-- Records provided follows --
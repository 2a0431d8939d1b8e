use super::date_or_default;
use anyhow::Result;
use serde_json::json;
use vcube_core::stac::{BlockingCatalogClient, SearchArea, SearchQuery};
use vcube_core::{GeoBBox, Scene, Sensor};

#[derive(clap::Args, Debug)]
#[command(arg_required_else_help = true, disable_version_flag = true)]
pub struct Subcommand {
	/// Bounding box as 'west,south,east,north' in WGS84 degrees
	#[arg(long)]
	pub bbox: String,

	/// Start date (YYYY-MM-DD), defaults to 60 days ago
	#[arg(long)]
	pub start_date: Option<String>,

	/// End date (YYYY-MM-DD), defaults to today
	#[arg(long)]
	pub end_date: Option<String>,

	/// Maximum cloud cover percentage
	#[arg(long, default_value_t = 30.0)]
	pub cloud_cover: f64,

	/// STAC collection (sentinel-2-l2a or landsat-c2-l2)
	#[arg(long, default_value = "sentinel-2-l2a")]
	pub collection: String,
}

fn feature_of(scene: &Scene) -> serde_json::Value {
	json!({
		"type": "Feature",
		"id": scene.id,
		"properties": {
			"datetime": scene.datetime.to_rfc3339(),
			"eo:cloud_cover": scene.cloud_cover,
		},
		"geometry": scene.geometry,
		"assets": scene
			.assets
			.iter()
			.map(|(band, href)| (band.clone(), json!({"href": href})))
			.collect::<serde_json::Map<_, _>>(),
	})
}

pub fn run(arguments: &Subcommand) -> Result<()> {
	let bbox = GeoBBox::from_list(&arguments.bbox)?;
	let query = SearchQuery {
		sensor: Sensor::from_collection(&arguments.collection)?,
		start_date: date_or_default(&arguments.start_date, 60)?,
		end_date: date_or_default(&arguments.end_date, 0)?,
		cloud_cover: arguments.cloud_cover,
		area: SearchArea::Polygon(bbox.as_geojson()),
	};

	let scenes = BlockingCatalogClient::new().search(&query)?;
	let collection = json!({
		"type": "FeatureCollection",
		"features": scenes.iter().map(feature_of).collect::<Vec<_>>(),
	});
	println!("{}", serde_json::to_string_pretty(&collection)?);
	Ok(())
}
-- Records provided concluded --
Each line from the one holding "let scenes = BlockingCatalogClient::new().search(&query)?;" to the end of the data above goes into the answer exactly as written, and no other line does.

Output:
	let scenes = BlockingCatalogClient::new().search(&query)?;
	let collection = json!({
		"type": "FeatureCollection",
		"features": scenes.iter().map(feature_of).collect::<Vec<_>>(),
	});
	println!("{}", serde_json::to_string_pretty(&collection)?);
	Ok(())
}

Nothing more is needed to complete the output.